Front Med (Lausanne). 2024 Aug 27:11:1396459. doi: 10.3389/fmed.2024.1396459. eCollection 2024.

Abstract

The Cancer of Unknown Primary (CUP) syndrome is characterized by identifiable metastases while the primary tumor remains hidden. In recent years, various data-driven approaches have been suggested to predict the location of the primary tumor (LOP) in CUP patients promising improved diagnosis and outcome. These LOP prediction approaches use high-dimensional input data like images or genetic data. However, leveraging such data is challenging, resource-intensive and therefore a potential translational barrier.
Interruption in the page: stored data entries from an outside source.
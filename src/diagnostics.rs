//! Statistical self-checks on a sequence of uniform samples.
//!
//! Both checks are descriptive: they report what they measured and never fail a run.

use std::fmt::{self, Display};

use crate::variate::clamp_unit;

/// Number of equal-width bins in the uniformity histogram.
pub const BIN_COUNT: usize = 10;

/// Lag-1 correlations with a smaller magnitude than this are considered independent.
pub const INDEPENDENCE_THRESHOLD: f64 = 0.1;

/// Histogram of uniform samples over [`BIN_COUNT`] equal-width bins of `[0, 1)`.
#[derive(Debug, Clone, PartialEq, Eq)]
pub struct UniformityReport {
    bins: [usize; BIN_COUNT],
}

impl UniformityReport {
    /// Bin every sample, clamping values at or above 1 into the last bin.
    pub fn from_samples(samples: &[f64]) -> Self {
        let mut bins = [0; BIN_COUNT];
        for &u in samples {
            let bin = (clamp_unit(u) * BIN_COUNT as f64) as usize;
            bins[bin.min(BIN_COUNT - 1)] += 1;
        }
        Self { bins }
    }

    /// Count per bin, lowest bin first.
    pub fn bins(&self) -> &[usize; BIN_COUNT] {
        &self.bins
    }

    /// Total number of binned samples.
    pub fn total(&self) -> usize {
        self.bins.iter().sum()
    }

    /// Lower and upper bound of bin `index`.
    pub fn bin_bounds(index: usize) -> (f64, f64) {
        let width = 1.0 / BIN_COUNT as f64;
        (index as f64 * width, (index + 1) as f64 * width)
    }

    /// Pearson chi-square statistic against an equal count per bin.
    ///
    /// Returns `None` when there are no samples.
    pub fn chi_square(&self) -> Option<f64> {
        let total = self.total();
        if total == 0 {
            return None;
        }
        let expected = total as f64 / BIN_COUNT as f64;
        Some(
            self.bins
                .iter()
                .map(|&observed| {
                    let diff = observed as f64 - expected;
                    diff * diff / expected
                })
                .sum(),
        )
    }
}

/// Outcome of the lag-1 independence check.
#[derive(Debug, Clone, Copy, PartialEq, Eq)]
pub enum Independence {
    /// `|r| < INDEPENDENCE_THRESHOLD`.
    LikelyIndependent,
    /// `|r| >= INDEPENDENCE_THRESHOLD`.
    MightNotBeIndependent,
    /// The correlation could not be computed (too few samples or zero variance).
    Undefined,
}

impl Display for Independence {
    fn fmt(&self, f: &mut fmt::Formatter<'_>) -> fmt::Result {
        f.write_str(match self {
            Independence::LikelyIndependent => "Likely independent.",
            Independence::MightNotBeIndependent => "Might not be independent.",
            Independence::Undefined => "Undefined (zero variance or too few samples).",
        })
    }
}

/// Pearson correlation between each sample and its successor.
#[derive(Debug, Clone, Copy, PartialEq)]
pub struct IndependenceReport {
    correlation: f64,
    verdict: Independence,
}

impl IndependenceReport {
    /// Correlate `samples[0..n-1]` against `samples[1..n]`.
    pub fn from_samples(samples: &[f64]) -> Self {
        let correlation = lag1_correlation(samples);
        let verdict = if correlation.is_nan() {
            Independence::Undefined
        } else if correlation.abs() < INDEPENDENCE_THRESHOLD {
            Independence::LikelyIndependent
        } else {
            Independence::MightNotBeIndependent
        };
        Self {
            correlation,
            verdict,
        }
    }

    /// The coefficient, in `[-1, 1]`, or NaN when undefined.
    pub fn correlation(&self) -> f64 {
        self.correlation
    }

    /// Classification of the coefficient.
    pub fn verdict(&self) -> Independence {
        self.verdict
    }
}

/// Pearson correlation of adjacent pairs. NaN for fewer than two samples or zero variance.
fn lag1_correlation(samples: &[f64]) -> f64 {
    if samples.len() < 2 {
        return f64::NAN;
    }

    let current = &samples[..samples.len() - 1];
    let next = &samples[1..];
    let pairs = current.len() as f64;

    let mean_current = current.iter().sum::<f64>() / pairs;
    let mean_next = next.iter().sum::<f64>() / pairs;

    let mut covariance = 0.0;
    let mut var_current = 0.0;
    let mut var_next = 0.0;
    for (u, v) in current.iter().zip(next) {
        let du = u - mean_current;
        let dv = v - mean_next;
        covariance += du * dv;
        var_current += du * du;
        var_next += dv * dv;
    }

    let denominator = (var_current * var_next).sqrt();
    if denominator == 0.0 || !denominator.is_finite() {
        return f64::NAN;
    }

    (covariance / denominator).clamp(-1.0, 1.0)
}

#[cfg(test)]
mod tests {
    use super::*;
    use crate::stream::RandomStream;

    #[test]
    fn test_bins_sum_to_sample_count() {
        let samples = RandomStream::new(42).uniforms(50);

        let report = UniformityReport::from_samples(&samples);

        assert_eq!(report.total(), 50);
    }

    #[test]
    fn test_binning_edges() {
        let report = UniformityReport::from_samples(&[0.0, 0.1, 0.099, 0.95, 1.0, 1.5]);

        assert_eq!(report.bins(), &[2, 1, 0, 0, 0, 0, 0, 0, 0, 3]);
    }

    #[test]
    fn test_empty_histogram() {
        let report = UniformityReport::from_samples(&[]);

        assert_eq!(report.total(), 0);
        assert_eq!(report.chi_square(), None);
    }

    #[test]
    fn test_chi_square_perfectly_uniform() {
        let samples: Vec<f64> = (0..BIN_COUNT).map(|i| i as f64 / 10.0 + 0.05).collect();

        let report = UniformityReport::from_samples(&samples);

        assert_eq!(report.chi_square(), Some(0.0));
    }

    #[test]
    fn test_bin_bounds() {
        assert_eq!(UniformityReport::bin_bounds(0), (0.0, 0.1));
        let (lo, hi) = UniformityReport::bin_bounds(9);
        assert!((lo - 0.9).abs() < 1e-12);
        assert!((hi - 1.0).abs() < 1e-12);
    }

    #[test]
    fn test_perfectly_correlated_sequence() {
        let samples: Vec<f64> = (0..20).map(|i| i as f64 / 20.0).collect();

        let report = IndependenceReport::from_samples(&samples);

        assert!((report.correlation() - 1.0).abs() < 1e-12);
        assert_eq!(report.verdict(), Independence::MightNotBeIndependent);
    }

    #[test]
    fn test_alternating_sequence_is_anti_correlated() {
        let samples: Vec<f64> = (0..20).map(|i| if i % 2 == 0 { 0.2 } else { 0.8 }).collect();

        let report = IndependenceReport::from_samples(&samples);

        assert!((report.correlation() + 1.0).abs() < 1e-12);
        assert_eq!(report.verdict(), Independence::MightNotBeIndependent);
    }

    #[test]
    fn test_constant_sequence_is_undefined() {
        let report = IndependenceReport::from_samples(&[0.5; 10]);

        assert!(report.correlation().is_nan());
        assert_eq!(report.verdict(), Independence::Undefined);
    }

    #[test]
    fn test_too_few_samples_is_undefined() {
        assert_eq!(
            IndependenceReport::from_samples(&[0.3]).verdict(),
            Independence::Undefined
        );
        assert_eq!(
            IndependenceReport::from_samples(&[]).verdict(),
            Independence::Undefined
        );
    }

    #[test]
    fn test_generator_correlation_is_bounded() {
        for seed in [1, 42, 1234, -17] {
            let samples = RandomStream::new(seed).uniforms(500);

            let r = IndependenceReport::from_samples(&samples).correlation();

            assert!((-1.0..=1.0).contains(&r), "seed {seed}: {r}");
        }
    }

    #[test]
    fn test_verdict_display() {
        assert_eq!(
            Independence::LikelyIndependent.to_string(),
            "Likely independent."
        );
        assert_eq!(
            Independence::MightNotBeIndependent.to_string(),
            "Might not be independent."
        );
    }
}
Instead of using high-dimensional data, we analyzed the LOP prediction performance of low-dimensional data from routine medical care. With our findings, we show that such low-dimensional routine clinical information suffices as input data for tree-based LOP prediction models. The best model reached a mean Accuracy of 94% and a mean Matthews correlation coefficient (MCC) score of 0.92 in 10-fold nested cross-validation (NCV) when distinguishing four types of cancer. When considering eight types of cancer, this model achieved a mean Accuracy of 85% and a mean MCC score of 0.81. This is comparable to the performance achieved by approaches using high-dimensional input data. Additionally, the distribution pattern of metastases appears to be important information in predicting the LOP.

Keywords: Cancer of Unknown Primary; classification; oncology; prediction; real-world data.

Grants and funding

The author(s) declare that financial support was received for the research, authorship, and/or publication of this article. We acknowledge support for the Article Processing Charge from the DFG (German Research Foundation, 491454339). Data access and integration was enabled by BMBF (German Federal Ministry of Education and Research) through projects NUM-DIZ (FKZ: 01KX2121) and CORD (FKZ: 01ZZ1911D). Provided radiology data are partly funded by the EU-EFRE program (radCIO; project RA-1-1-014) and Jöster foundation (project AI4Onco).